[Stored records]
========================

//! Chain-free scoring and validation used inside the search loops.
//!
//! Both functions work directly on a label slice and a direction list with the
//! first residue at the origin, so candidate folds can be evaluated without
//! building or mutating a [`Chain`](crate::core::models::chain::Chain).

use super::BondScore;
use super::bond::bond_value;
use crate::core::models::direction::Direction;
use crate::core::models::sequence::Label;
use crate::core::models::vector::Vec3;
use std::collections::HashMap;

const FORWARD_OFFSETS: [Vec3; 3] = [
    Vec3::new(1, 0, 0),
    Vec3::new(0, 1, 0),
    Vec3::new(0, 0, 1),
];

/// Computes the bond score of the fold described by `order`.
///
/// Only the first `order.len() + 1` labels are placed, so passing a prefix of
/// a full order scores the corresponding partial fold. The order is assumed to
/// be self-avoiding; use [`fast_validate_order`] first when that is not known.
pub fn fast_compute_bond_score(labels: &[Label], order: &[Direction]) -> BondScore {
    let Some((&first, rest)) = labels.split_first() else {
        return BondScore::ZERO;
    };

    let mut sites: HashMap<Vec3, Label> = HashMap::with_capacity(order.len() + 1);
    let mut score = BondScore::ZERO;
    let mut position = Vec3::ZERO;
    let mut previous = first;

    if !first.is_polar() {
        sites.insert(position, first);
    }

    for (&direction, &label) in order.iter().zip(rest) {
        position += direction.delta();

        // Chain neighbours are always lattice neighbours; cancel them in advance.
        score.0 -= bond_value(previous, label).0;

        if !label.is_polar() {
            sites.insert(position, label);
        }
        previous = label;
    }

    for (&site, &label) in &sites {
        for offset in FORWARD_OFFSETS {
            if let Some(&other) = sites.get(&(site + offset)) {
                score += bond_value(label, other);
            }
        }
    }

    score
}

/// Returns true iff the walk described by `order` never revisits a site.
///
/// Positions are packed into `x * x_mult + y * y_mult + z` with
/// `y_mult = order.len() + 1` and `x_mult = y_mult^2 + 1`, wrapped into a flat
/// table of `y_mult^3` slots. Two distinct sites of one walk of `n` steps never
/// share a slot.
pub fn fast_validate_order(order: &[Direction]) -> bool {
    let y_mult = order.len() as i64 + 1;
    let x_mult = y_mult * y_mult + 1;
    let size = y_mult * y_mult * y_mult;

    let mut visited = vec![false; size as usize];
    let (mut x, mut y, mut z) = (0i64, 0i64, 0i64);
    visited[0] = true;

    for direction in order {
        let delta = direction.delta();
        x += delta.x as i64;
        y += delta.y as i64;
        z += delta.z as i64;

        let slot = (x * x_mult + y * y_mult + z).rem_euclid(size) as usize;
        if visited[slot] {
            return false;
        }
        visited[slot] = true;
    }

    true
}
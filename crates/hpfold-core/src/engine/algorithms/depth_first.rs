use super::{FoldingAlgorithm, TaskProgress, finish, trivial_score};
use crate::core::models::chain::Chain;
use crate::core::models::direction::Direction;
use crate::core::scoring::BondScore;
use crate::core::scoring::fast::fast_compute_bond_score;
use crate::engine::budget::SearchBudget;
use crate::engine::config::{DepthFirstConfig, SearchSettings};
use crate::engine::error::EngineError;
use crate::engine::heuristics::HeuristicSet;
use crate::engine::progress::ProgressReporter;
use crate::engine::pruning::{NeighbourPruner, Pruner, ScorePruner};
use crate::engine::state::Solution;
use tracing::{debug, info, instrument, trace};

/// Builds folds residue by residue, backtracking through every free direction
/// in heuristic order.
///
/// Branches are cut by the configured pruners and, when budget pruning is on,
/// by dropping the worst-ranked directions whenever the search has spent more
/// iterations than its schedule allows.
pub struct DepthFirst {
    settings: SearchSettings,
    config: DepthFirstConfig,
    heuristics: HeuristicSet,
    pruners: Vec<Box<dyn Pruner>>,
    state: SearchState,
}

#[derive(Debug, Default)]
struct SearchState {
    best: Option<Solution>,
    end_nodes: u64,
    pruned: u64,
    branch_budget: i64,
    cost_per_iteration: f64,
}

impl DepthFirst {
    pub fn new(settings: SearchSettings, config: DepthFirstConfig) -> Self {
        let heuristics = HeuristicSet::from_config(&config.heuristics);
        let mut pruners: Vec<Box<dyn Pruner>> = Vec::new();
        if !config.score_pruning.is_disabled() {
            pruners.push(Box::new(ScorePruner::new(config.score_pruning)));
        }
        if config.neighbour_pruning {
            pruners.push(Box::new(NeighbourPruner::new()));
        }
        Self {
            settings,
            config,
            heuristics,
            pruners,
            state: SearchState::default(),
        }
    }

    fn candidates(&self, index: usize) -> &'static [Direction] {
        if index == 1 && self.config.fix_first_direction {
            &[Direction::Right]
        } else {
            self.settings.dimensions.directions()
        }
    }

    /// Branches the subtree below a residue is (roughly) worth, in the same
    /// units as the branch budget.
    fn branch_saving(&self, index: usize, len: usize) -> i64 {
        let fan_out = (2 * self.settings.dimensions.rank() - 1) as f64;
        let below = len.saturating_sub(index + 1) as i32;
        // The float cast saturates, so a huge schedule clamps to `i64::MAX`.
        ((fan_out.powi(below) * self.state.cost_per_iteration) as i64).saturating_add(1)
    }

    /// Drops the worst-ranked branches while the search is over budget.
    fn prune_branches(&mut self, branches: &mut Vec<Direction>, index: usize, len: usize) {
        while self.state.branch_budget < 0 && branches.len() > 1 && len - index > 1 {
            branches.pop();
            self.state.branch_budget = self
                .state
                .branch_budget
                .saturating_add(self.branch_saving(index, len));
            self.state.pruned += 1;
        }
    }

    fn record(&mut self, chain: &Chain) {
        self.state.end_nodes += 1;
        let order = chain.order();
        let score = fast_compute_bond_score(chain.labels(), &order);
        if self.state.best.as_ref().is_none_or(|b| score < b.score) {
            debug!(score = score.value(), "New best fold.");
            self.state.best = Some(Solution::new(score, order));
        }
    }

    fn visit(
        &mut self,
        chain: &mut Chain,
        index: usize,
        budget: &mut SearchBudget,
        progress: &mut TaskProgress,
    ) -> Result<(), EngineError> {
        if index >= chain.len() {
            self.record(chain);
            return Ok(());
        }

        let best = self.state.best.as_ref().map(|b| b.score);
        if self
            .pruners
            .iter()
            .any(|p| p.should_prune(chain, best, index - 1))
        {
            self.state.pruned += 1;
            return Ok(());
        }

        budget.tick();
        progress.tick();
        self.state.branch_budget = self.state.branch_budget.saturating_sub(1);
        if budget.is_exhausted() {
            return Ok(());
        }

        let free = chain.free_directions(index, self.candidates(index))?;
        if free.is_empty() {
            trace!(index, "Dead end.");
            return Ok(());
        }

        let mut branches: Vec<Direction> = self
            .heuristics
            .rank(chain, index, &free, false)?
            .into_iter()
            .map(|r| r.direction)
            .collect();
        if self.config.budget_pruning {
            self.prune_branches(&mut branches, index, chain.len());
        }

        for direction in branches {
            chain.transaction(|chain| -> Result<(), EngineError> {
                chain.change_direction(index, direction, false)?;
                self.visit(chain, index + 1, budget, progress)
            })?;
            if budget.is_exhausted() {
                break;
            }
        }
        Ok(())
    }
}

impl FoldingAlgorithm for DepthFirst {
    fn name(&self) -> &'static str {
        "depth-first"
    }

    #[instrument(skip_all, name = "depth_first")]
    fn run(
        &mut self,
        chain: &mut Chain,
        reporter: &ProgressReporter,
    ) -> Result<BondScore, EngineError> {
        if let Some(score) = trivial_score(chain) {
            return Ok(score);
        }

        let max_iterations = self.config.max_iterations;
        let rank = self.settings.dimensions.rank() as f64;
        self.state = SearchState {
            branch_budget: self.config.initial_budget,
            cost_per_iteration: max_iterations as f64 / rank.powi(chain.len() as i32),
            ..SearchState::default()
        };
        info!(
            residues = chain.len(),
            dimensions = %self.settings.dimensions,
            max_iterations,
            heuristics = ?self.heuristics.names(),
            pruners = ?self.pruners.iter().map(|p| p.name()).collect::<Vec<_>>(),
            "Starting depth-first search."
        );

        chain.straighten();
        // Leaves residues from index 2 on in transit, so nothing downstream of
        // the search frontier takes part in pruning or heuristics.
        chain.change_direction(1, Direction::Right, false)?;
        let mut budget = SearchBudget::new(
            (max_iterations != u64::MAX).then_some(max_iterations),
            self.settings.time_limit,
        );
        let mut progress = TaskProgress::start(reporter, max_iterations);
        self.visit(chain, 1, &mut budget, &mut progress)?;
        progress.finish();

        info!(
            iterations = budget.iterations(),
            end_nodes = self.state.end_nodes,
            pruned = self.state.pruned,
            best = ?self.state.best.as_ref().map(|b| b.score.value()),
            "Depth-first search finished."
        );
        let best = self.state.best.take();
        finish(chain, best.as_ref(), self.name())
    }
}

#[cfg(test)]
mod tests {
    use super::*;
    use crate::core::models::direction::Dimensionality;
    use crate::engine::algorithms::test_support::*;
    use crate::engine::config::HeuristicConfig;
    use crate::engine::heuristics::HeuristicKind;

    fn run(sequence: &str, config: DepthFirstConfig) -> (Chain, BondScore) {
        let mut chain: Chain = sequence.parse().unwrap();
        let mut algorithm = DepthFirst::new(settings(Dimensionality::Two, 0), config);
        let score = algorithm.run(&mut chain, &ProgressReporter::new()).unwrap();
        assert_contract(&chain, score);
        (chain, score)
    }

    #[test]
    fn exhaustive_search_finds_known_optima() {
        for (sequence, optimum) in SEQUENCES_2D {
            let (_, score) = run(sequence, DepthFirstConfig::exhaustive());
            assert_eq!(score, BondScore(optimum), "{}", sequence);
        }
    }

    #[test]
    fn disabling_pruning_never_does_worse() {
        for (sequence, _) in SEQUENCES_2D {
            let pruned = DepthFirstConfig {
                max_iterations: u64::MAX,
                budget_pruning: false,
                neighbour_pruning: true,
                ..DepthFirstConfig::default()
            };
            let (_, with_pruning) = run(sequence, pruned);
            let (_, without_pruning) = run(sequence, DepthFirstConfig::exhaustive());
            assert!(without_pruning <= with_pruning, "{}", sequence);
        }
    }

    #[test]
    fn fixing_the_first_direction_keeps_the_optimum() {
        for (sequence, optimum) in SEQUENCES_2D {
            let config = DepthFirstConfig {
                fix_first_direction: true,
                ..DepthFirstConfig::exhaustive()
            };
            let (chain, score) = run(sequence, config);
            assert_eq!(score, BondScore(optimum));
            assert_eq!(chain.order()[0], Direction::Right);
        }
    }

    #[test]
    fn heuristics_and_budget_pruning_still_produce_valid_folds() {
        let config = DepthFirstConfig {
            max_iterations: 500,
            heuristics: HeuristicConfig::with_kinds(HeuristicKind::ALL.to_vec()),
            ..DepthFirstConfig::default()
        };
        let (_, score) = run("HPHPPHHPHPPHPHHPPHPH", config);
        assert!(score <= BondScore::ZERO);
    }

    #[test]
    fn budget_pruning_drops_worst_branches_only_when_over_budget() {
        let mut algorithm =
            DepthFirst::new(settings(Dimensionality::Two, 0), DepthFirstConfig::default());
        algorithm.state.cost_per_iteration = 0.0;

        let mut branches = vec![Direction::Up, Direction::Left, Direction::Down];
        algorithm.state.branch_budget = 5;
        algorithm.prune_branches(&mut branches, 3, 10);
        assert_eq!(branches.len(), 3);

        algorithm.state.branch_budget = -2;
        algorithm.prune_branches(&mut branches, 3, 10);
        assert_eq!(branches, vec![Direction::Up]);
        assert_eq!(algorithm.state.branch_budget, 0);

        let mut last = vec![Direction::Up, Direction::Left];
        algorithm.state.branch_budget = -1;
        algorithm.prune_branches(&mut last, 9, 10);
        assert_eq!(last.len(), 2);
    }

    #[test]
    fn budget_arithmetic_saturates_for_unbounded_schedules() {
        let mut algorithm =
            DepthFirst::new(settings(Dimensionality::Two, 0), DepthFirstConfig::default());
        algorithm.state.cost_per_iteration = u64::MAX as f64 / 2f64.powi(10);
        assert_eq!(algorithm.branch_saving(1, 10), i64::MAX);

        let mut branches = vec![Direction::Up, Direction::Left, Direction::Down];
        algorithm.state.branch_budget = -1;
        algorithm.prune_branches(&mut branches, 1, 10);
        assert_eq!(branches.len(), 2);
        assert_eq!(algorithm.state.branch_budget, i64::MAX - 1);
    }

    #[test]
    fn unbounded_iteration_budget_still_folds() {
        let config = DepthFirstConfig {
            max_iterations: u64::MAX,
            budget_pruning: true,
            initial_budget: -1,
            ..DepthFirstConfig::default()
        };
        let (_, score) = run("HPHPPHHPHH", config);
        assert!(score < BondScore::ZERO);
    }

    #[test]
    #[ignore = "exhaustive search over a 20-residue chain is slow"]
    fn benchmark_sequence_reaches_minus_nine() {
        let config = DepthFirstConfig {
            fix_first_direction: true,
            ..DepthFirstConfig::exhaustive()
        };
        let (_, score) = run("HPHPPHHPHPPHPHHPPHPH", config);
        assert_eq!(score, BondScore(-9));
    }
}
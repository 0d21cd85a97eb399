//! Folding searches.
//!
//! Every search implements [`FoldingAlgorithm`]. A successful run leaves the
//! chain laid out in the best fold it found, with the chain's own bond score
//! equal to the returned score and a self-avoiding order. Chains with fewer
//! than two residues are returned untouched. When a search's budget runs out
//! before any complete fold was found, the chain is straightened instead.

pub mod annealing;
pub mod beam_search;
pub mod brute_force;
pub mod depth_first;
pub mod greedy;
pub mod hill_climb;
pub mod random;
pub mod spiral;

use crate::core::models::chain::Chain;
use crate::core::scoring::BondScore;
use crate::engine::config::{AlgorithmKind, FoldConfig, SearchSettings};
use crate::engine::error::EngineError;
use crate::engine::progress::{Progress, ProgressReporter};
use crate::engine::state::Solution;
use rand::SeedableRng;
use rand::rngs::StdRng;
use tracing::warn;

pub use annealing::SimulatedAnnealing;
pub use beam_search::BeamSearch;
pub use brute_force::{BruteForce, OrderOdometer};
pub use depth_first::DepthFirst;
pub use greedy::Greedy;
pub use hill_climb::HillClimb;
pub use random::{IterativeRandom, PureRandom};
pub use spiral::Spiral;

pub trait FoldingAlgorithm: Send {
    fn name(&self) -> &'static str;

    fn run(
        &mut self,
        chain: &mut Chain,
        reporter: &ProgressReporter,
    ) -> Result<BondScore, EngineError>;
}

/// Instantiates the configured algorithm with the given search settings.
pub fn build(config: &FoldConfig, settings: SearchSettings) -> Box<dyn FoldingAlgorithm> {
    match config.algorithm {
        AlgorithmKind::BruteForce => Box::new(BruteForce::new(settings, config.brute_force.clone())),
        AlgorithmKind::DepthFirst => Box::new(DepthFirst::new(settings, config.depth_first.clone())),
        AlgorithmKind::Greedy => Box::new(Greedy::new(settings, config.greedy.clone())),
        AlgorithmKind::SimulatedAnnealing => Box::new(SimulatedAnnealing::new(
            settings,
            config.annealing.clone(),
        )),
        AlgorithmKind::BeamSearch => Box::new(BeamSearch::new(settings, config.beam_search.clone())),
        AlgorithmKind::PureRandom => Box::new(PureRandom::new(settings, config.random.clone())),
        AlgorithmKind::IterativeRandom => {
            Box::new(IterativeRandom::new(settings, config.random.clone()))
        }
        AlgorithmKind::Spiral => Box::new(Spiral::new(settings)),
        AlgorithmKind::HillClimb => Box::new(HillClimb::new(settings, config.hill_climb.clone())),
    }
}

pub(crate) fn seeded_rng(seed: Option<u64>) -> StdRng {
    match seed {
        Some(seed) => StdRng::seed_from_u64(seed),
        None => StdRng::from_entropy(),
    }
}

/// The score of a chain too short to fold, if it is one.
pub(crate) fn trivial_score(chain: &Chain) -> Option<BondScore> {
    (chain.len() < 2).then(|| chain.bond_score())
}

/// Lays the chain out in `best`, or straightens it when nothing was found, and
/// returns the resulting bond score.
pub(crate) fn finish(
    chain: &mut Chain,
    best: Option<&Solution>,
    algorithm: &'static str,
) -> Result<BondScore, EngineError> {
    match best {
        Some(solution) => {
            chain.set_order(&solution.order)?;
            if !chain.has_valid_order() {
                return Err(EngineError::Internal(format!(
                    "{} produced a self-intersecting fold",
                    algorithm
                )));
            }
        }
        None => {
            warn!(
                algorithm,
                "No complete fold found within the search budget. Returning the straight chain."
            );
            chain.straighten();
        }
    }

    let score = chain.bond_score();
    debug_assert!(
        best.is_none_or(|s| s.score == score),
        "fast and full scores disagree"
    );
    Ok(score)
}

const PROGRESS_STRIDE: u64 = 100;

/// Batches per-iteration ticks into `StepsDone` events.
pub(crate) struct TaskProgress<'r, 'a> {
    reporter: &'r ProgressReporter<'a>,
    pending: u64,
}

impl<'r, 'a> TaskProgress<'r, 'a> {
    pub(crate) fn start(reporter: &'r ProgressReporter<'a>, total: u64) -> Self {
        reporter.report(Progress::StepsPlanned { total });
        Self {
            reporter,
            pending: 0,
        }
    }

    #[inline]
    pub(crate) fn tick(&mut self) {
        self.pending += 1;
        if self.pending >= PROGRESS_STRIDE {
            self.reporter.report(Progress::StepsDone {
                amount: self.pending,
            });
            self.pending = 0;
        }
    }

    pub(crate) fn finish(self) {
        if self.pending > 0 {
            self.reporter.report(Progress::StepsDone {
                amount: self.pending,
            });
        }
        self.reporter.report(Progress::StepsFinished);
    }
}
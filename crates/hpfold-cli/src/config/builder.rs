use super::defaults::DefaultsConfig;
use super::file::FileConfig;
use super::models::AppConfig;
use crate::cli::FoldArgs;
use crate::error::{CliError, Result};
use crate::utils::parser;
use hpfold::core::models::direction::Dimensionality;
use hpfold::core::models::sequence::Sequence;
use hpfold::engine::config::{self as core_config, AlgorithmKind, FoldConfig};
use std::time::Duration;
use tracing::{debug, warn};

/// Merges defaults, the config file, `--set` overrides and explicit flags,
/// in increasing order of precedence.
pub fn build_config(args: &FoldArgs) -> Result<AppConfig> {
    let defaults = DefaultsConfig::default();
    let sequence: Sequence = args.sequence.parse()?;

    let table = match &args.config {
        Some(path) => FileConfig::read_table(path)?,
        None => toml::Table::new(),
    };
    let table = apply_set_values(table, &args.set_values)?;
    let file_config = FileConfig::from_table(table)?;
    debug!("Configuration file contents: {:?}", file_config);

    let search = file_config.search.unwrap_or_default();
    let algorithm = args
        .algorithm
        .or(search.algorithm)
        .unwrap_or(defaults.algorithm);
    let dimensions = match args.dimensions.or(search.dimensions) {
        Some(rank) => {
            Dimensionality::try_from(rank).map_err(|e| CliError::Argument(e.to_string()))?
        }
        None => defaults.dimensions,
    };
    let time_limit = args
        .time_limit
        .or(search.time_limit_secs)
        .map(|secs| {
            Duration::try_from_secs_f64(secs).map_err(|_| {
                CliError::Argument(format!("Invalid time limit: {} seconds", secs))
            })
        })
        .transpose()?;

    let mut brute_force = core_config::BruteForceConfig::default();
    if let Some(file) = file_config.brute_force {
        file.apply(&mut brute_force);
    }
    let mut depth_first = core_config::DepthFirstConfig::default();
    if let Some(file) = file_config.depth_first {
        file.apply(&mut depth_first);
    }
    let greedy = core_config::GreedyConfig {
        max_attempts: file_config.greedy.and_then(|g| g.max_attempts),
    };
    let random = core_config::RandomConfig {
        max_attempts: file_config.random.and_then(|r| r.max_attempts),
    };
    let mut hill_climb = core_config::HillClimbConfig::default();
    if let Some(iterations) = file_config.hill_climb.and_then(|h| h.iterations) {
        hill_climb.iterations = iterations;
    }
    let mut annealing = core_config::AnnealingConfig::default();
    if let Some(file) = file_config.simulated_annealing {
        file.apply(&mut annealing);
    }
    let mut beam_search = core_config::BeamSearchConfig::default();
    if let Some(file) = file_config.beam_search {
        file.apply(&mut beam_search);
    }

    if !args.heuristics.is_empty() {
        depth_first.heuristics.kinds = args.heuristics.clone();
        annealing.heuristics.kinds = args.heuristics.clone();
    }
    if args.no_pruning {
        depth_first.score_pruning = core_config::ScorePruningConfig::never();
        depth_first.neighbour_pruning = false;
        depth_first.budget_pruning = false;
    }

    let mut fold_config = core_config::FoldConfigBuilder::new()
        .algorithm(algorithm)
        .dimensions(dimensions)
        .time_limit(time_limit)
        .seed(args.seed.or(search.seed))
        .restarts(
            args.restarts
                .or(search.restarts)
                .unwrap_or(defaults.restarts),
        )
        .num_solutions(
            args.num_solutions
                .or(search.num_solutions)
                .unwrap_or(defaults.num_solutions),
        )
        .brute_force(brute_force)
        .depth_first(depth_first)
        .greedy(greedy)
        .random(random)
        .hill_climb(hill_climb)
        .annealing(annealing)
        .beam_search(beam_search)
        .build()
        .map_err(|e| CliError::Config(e.to_string()))?;

    if let Some(max) = args.max_iterations {
        apply_iteration_budget(&mut fold_config, max);
    }

    Ok(AppConfig {
        sequence,
        output_path: args.output.clone(),
        core_config: fold_config,
    })
}

/// Points `--max-iterations` at the budget the chosen algorithm actually uses.
fn apply_iteration_budget(config: &mut FoldConfig, max: u64) {
    match config.algorithm {
        AlgorithmKind::BruteForce => config.brute_force.max_iterations = Some(max),
        AlgorithmKind::DepthFirst => config.depth_first.max_iterations = max,
        AlgorithmKind::Greedy => config.greedy.max_attempts = Some(max),
        AlgorithmKind::SimulatedAnnealing => config.annealing.n_permutations = max,
        AlgorithmKind::BeamSearch => config.beam_search.max_iterations = max,
        AlgorithmKind::PureRandom | AlgorithmKind::IterativeRandom => {
            config.random.max_attempts = Some(max)
        }
        AlgorithmKind::HillClimb => config.hill_climb.iterations = max,
        AlgorithmKind::Spiral => {
            warn!("--max-iterations has no effect on the spiral fold.");
        }
    }
}

fn apply_set_values(mut table: toml::Table, set_values: &[String]) -> Result<toml::Table> {
    for raw in set_values {
        let assignment =
            parser::parse_assignment(raw).map_err(|e| CliError::Config(e.to_string()))?;
        let (leaf, parents) = assignment
            .path
            .split_last()
            .ok_or_else(|| CliError::Config(format!("Empty key in --set '{}'", raw)))?;

        let mut current = &mut table;
        for &part in parents {
            let entry = current
                .entry(part.to_string())
                .or_insert_with(|| toml::Value::Table(toml::Table::new()));
            current = entry.as_table_mut().ok_or_else(|| {
                CliError::Config(format!("Cannot set '{}': '{}' is not a table", raw, part))
            })?;
        }
        current.insert(leaf.to_string(), parser::parse_value(assignment.value));
    }
    Ok(table)
}

#[cfg(test)]
mod tests {
    use super::*;
    use hpfold::core::scoring::BondScore;
    use hpfold::engine::heuristics::HeuristicKind;
    use hpfold::engine::utils::acceptance::CoolingSchedule;
    use std::fs;
    use std::path::PathBuf;
    use tempfile::tempdir;

    fn base_fold_args() -> FoldArgs {
        FoldArgs {
            sequence: "HPHPPHHPHH".to_string(),
            algorithm: None,
            dimensions: None,
            config: None,
            output: None,
            seed: None,
            restarts: None,
            num_solutions: None,
            max_iterations: None,
            time_limit: None,
            heuristics: vec![],
            no_pruning: false,
            set_values: vec![],
        }
    }

    fn write_config(text: &str) -> (tempfile::TempDir, PathBuf) {
        let dir = tempdir().unwrap();
        let path = dir.path().join("hpfold.toml");
        fs::write(&path, text).unwrap();
        (dir, path)
    }

    #[test]
    fn defaults_apply_without_file_or_flags() {
        let app = build_config(&base_fold_args()).unwrap();
        let defaults = DefaultsConfig::default();
        let cfg = app.core_config;

        assert_eq!(app.sequence.len(), 10);
        assert_eq!(cfg.algorithm, defaults.algorithm);
        assert_eq!(cfg.search.dimensions, defaults.dimensions);
        assert_eq!(cfg.restarts, defaults.restarts);
        assert_eq!(cfg.num_solutions, defaults.num_solutions);
        assert_eq!(cfg.depth_first, core_config::DepthFirstConfig::default());
        assert!(cfg.search.time_limit.is_none());
        assert!(app.output_path.is_none());
    }

    #[test]
    fn file_values_are_merged() {
        let (_dir, path) = write_config(
            r#"
            [search]
            algorithm = "beam-search"
            dimensions = 3
            seed = 4
            restarts = 3
            num-solutions = 2
            time-limit-secs = 1.5

            [beam-search]
            max-iterations = 900
            scoring-param = 0.25

            [simulated-annealing]
            heuristics = ["potential-plus"]

            [simulated-annealing.schedule]
            kind = "exponential"
            decrease = 0.999
            "#,
        );
        let mut args = base_fold_args();
        args.config = Some(path);

        let cfg = build_config(&args).unwrap().core_config;
        assert_eq!(cfg.algorithm, AlgorithmKind::BeamSearch);
        assert_eq!(cfg.search.dimensions, Dimensionality::Three);
        assert_eq!(cfg.search.seed, Some(4));
        assert_eq!(cfg.search.time_limit, Some(Duration::from_millis(1500)));
        assert_eq!(cfg.restarts, 3);
        assert_eq!(cfg.num_solutions, 2);
        assert_eq!(cfg.beam_search.max_iterations, 900);
        assert_eq!(cfg.beam_search.scoring_param, 0.25);
        assert_eq!(cfg.annealing.heuristics.kinds, vec![HeuristicKind::PotentialPlus]);
        assert_eq!(
            cfg.annealing.schedule,
            CoolingSchedule::Exponential { decrease: 0.999 }
        );
    }

    #[test]
    fn flags_override_file_values() {
        let (_dir, path) = write_config(
            r#"
            [search]
            algorithm = "greedy"
            dimensions = 2
            restarts = 8
            "#,
        );
        let mut args = base_fold_args();
        args.config = Some(path);
        args.algorithm = Some(AlgorithmKind::DepthFirst);
        args.dimensions = Some(3);
        args.restarts = Some(2);
        args.heuristics = vec![HeuristicKind::FoldAmount];
        args.max_iterations = Some(1234);

        let cfg = build_config(&args).unwrap().core_config;
        assert_eq!(cfg.algorithm, AlgorithmKind::DepthFirst);
        assert_eq!(cfg.search.dimensions, Dimensionality::Three);
        assert_eq!(cfg.restarts, 2);
        assert_eq!(cfg.depth_first.heuristics.kinds, vec![HeuristicKind::FoldAmount]);
        assert_eq!(cfg.depth_first.max_iterations, 1234);
    }

    #[test]
    fn set_values_override_file_and_create_tables() {
        let (_dir, path) = write_config("[depth-first.pruning]\nalpha = 0.3\n");
        let mut args = base_fold_args();
        args.config = Some(path);
        args.set_values = vec![
            "depth-first.pruning.alpha=0.8".to_string(),
            "depth-first.pruning.min-best-score=-3".to_string(),
            "search.algorithm=hill-climb".to_string(),
            "hill-climb.iterations=42".to_string(),
            "brute-force.top-k=3".to_string(),
        ];

        let cfg = build_config(&args).unwrap().core_config;
        assert_eq!(cfg.depth_first.score_pruning.alpha, 0.8);
        assert_eq!(cfg.depth_first.score_pruning.min_best_score, BondScore(-3));
        assert_eq!(cfg.algorithm, AlgorithmKind::HillClimb);
        assert_eq!(cfg.hill_climb.iterations, 42);
        assert_eq!(cfg.brute_force.top_k, 3);
    }

    #[test]
    fn unknown_set_key_is_a_config_error() {
        let mut args = base_fold_args();
        args.set_values = vec!["search.colour=blue".to_string()];
        assert!(matches!(build_config(&args), Err(CliError::Config(_))));

        args.set_values = vec!["search".to_string()];
        assert!(matches!(build_config(&args), Err(CliError::Config(_))));
    }

    #[test]
    fn no_pruning_disables_every_pruner() {
        let mut args = base_fold_args();
        args.no_pruning = true;
        let cfg = build_config(&args).unwrap().core_config;
        assert!(cfg.depth_first.score_pruning.is_disabled());
        assert!(!cfg.depth_first.neighbour_pruning);
        assert!(!cfg.depth_first.budget_pruning);
    }

    #[test]
    fn invalid_inputs_are_reported() {
        let mut args = base_fold_args();
        args.sequence = "HPXH".to_string();
        assert!(matches!(build_config(&args), Err(CliError::Sequence(_))));

        let mut args = base_fold_args();
        args.num_solutions = Some(0);
        assert!(matches!(build_config(&args), Err(CliError::Config(_))));

        let mut args = base_fold_args();
        args.time_limit = Some(-1.0);
        assert!(matches!(build_config(&args), Err(CliError::Argument(_))));
    }
}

========================

• [WHAT TO PRODUCE]: In the records above, locate every line with the string "FoldingAlgorithm" and copy it.

• [SOLUTION FOR THIS PROBLEM]:
use super::{FoldingAlgorithm, TaskProgress, finish, trivial_score};
impl FoldingAlgorithm for DepthFirst {
//! Every search implements [`FoldingAlgorithm`]. A successful run leaves the
pub trait FoldingAlgorithm: Send {
pub fn build(config: &FoldConfig, settings: SearchSettings) -> Box<dyn FoldingAlgorithm> {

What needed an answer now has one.